Instructions to follow → In the material below, find the line with "pub struct MemoryTransport" and the line with "if source >= self.shared.mailboxes.len()", then output those two lines and every line between them, exactly.

Information provided →
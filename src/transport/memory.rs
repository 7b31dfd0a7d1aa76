//! In-process transport for multi-rank simulation
//!
//! Wires `world_size` mailboxes together behind one hub so a full world can
//! run as threads inside a single process. This is the transport the
//! multi-rank tests use, and it doubles as the fault-injection harness:
//! [`LocalCluster::fail`] makes a rank unreachable exactly as a crashed
//! process would look to its peers.

use std::sync::Arc;

use crate::config::TransportConfig;
use crate::errors::{LatticeError, Result};
use crate::topology::Rank;
use crate::transport::mailbox::Mailbox;
use crate::transport::{Tag, Transport};

struct ClusterShared {
    mailboxes: Vec<Mailbox>,
}

/// A full world of in-process endpoints sharing one delivery hub.
#[derive(Clone)]
pub struct LocalCluster {
    shared: Arc<ClusterShared>,
}

impl LocalCluster {
    /// Create a cluster with default transport tuning.
    pub fn new(world_size: usize) -> Self {
        Self::with_config(world_size, &TransportConfig::default())
    }

    /// Create a cluster with explicit queue capacity.
    pub fn with_config(world_size: usize, config: &TransportConfig) -> Self {
        let mailboxes = (0..world_size)
            .map(|rank| Mailbox::new(rank, config.queue_capacity))
            .collect();
        Self {
            shared: Arc::new(ClusterShared { mailboxes }),
        }
    }

    /// Number of ranks in the cluster.
    pub fn world_size(&self) -> usize {
        self.shared.mailboxes.len()
    }

    /// The endpoint for one rank. Each rank's thread takes exactly one.
    pub fn transport(&self, rank: Rank) -> Result<MemoryTransport> {
        if rank >= self.world_size() {
            return Err(LatticeError::Config(format!(
                "rank {} out of range for cluster of {}",
                rank,
                self.world_size()
            )));
        }
        Ok(MemoryTransport {
            rank,
            shared: Arc::clone(&self.shared),
        })
    }

    /// Fault injection: make `rank` unreachable, as if its process crashed.
    /// Every blocked and future call involving it fails with that rank as
    /// the root cause.
    pub fn fail(&self, rank: Rank) {
        tracing::warn!(rank, "injecting rank failure");
        for mailbox in &self.shared.mailboxes {
            mailbox.fail(rank, rank);
        }
    }
}

/// One rank's endpoint into a [`LocalCluster`].
pub struct MemoryTransport {
    rank: Rank,
    shared: Arc<ClusterShared>,
}

impl Transport for MemoryTransport {
    fn rank(&self) -> Rank {
        self.rank
    }

    fn world_size(&self) -> usize {
        self.shared.mailboxes.len()
    }

    fn send(&self, dest: Rank, payload: Vec<u8>, tag: Tag) -> Result<()> {
        let mailbox = self.shared.mailboxes.get(dest).ok_or_else(|| {
            LatticeError::Config(format!(
                "destination rank {} out of range for world of {}",
                dest,
                self.shared.mailboxes.len()
            ))
        })?;
        mailbox.push(self.rank, tag, payload)
    }

    fn recv(&self, source: Rank, tag: Tag) -> Result<Vec<u8>> {
        if source >= self.shared.mailboxes.len() {
            return Err(LatticeError::Config(format!(
                "source rank {} out of range for world of {}",
                source,
                self.shared.mailboxes.len()
            )));
        }
        self.shared.mailboxes[self.rank].pop(source, tag)
    }

    fn abort(&self, origin: Rank) {
        tracing::warn!(rank = self.rank, origin, "aborting run");
        for mailbox in &self.shared.mailboxes {
            mailbox.abort_run(origin);
        }
    }
}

Result for this task →
pub struct MemoryTransport {
    rank: Rank,
    shared: Arc<ClusterShared>,
}

impl Transport for MemoryTransport {
    fn rank(&self) -> Rank {
        self.rank
    }

    fn world_size(&self) -> usize {
        self.shared.mailboxes.len()
    }

    fn send(&self, dest: Rank, payload: Vec<u8>, tag: Tag) -> Result<()> {
        let mailbox = self.shared.mailboxes.get(dest).ok_or_else(|| {
            LatticeError::Config(format!(
                "destination rank {} out of range for world of {}",
                dest,
                self.shared.mailboxes.len()
            ))
        })?;
        mailbox.push(self.rank, tag, payload)
    }

    fn recv(&self, source: Rank, tag: Tag) -> Result<Vec<u8>> {
        if source >= self.shared.mailboxes.len() {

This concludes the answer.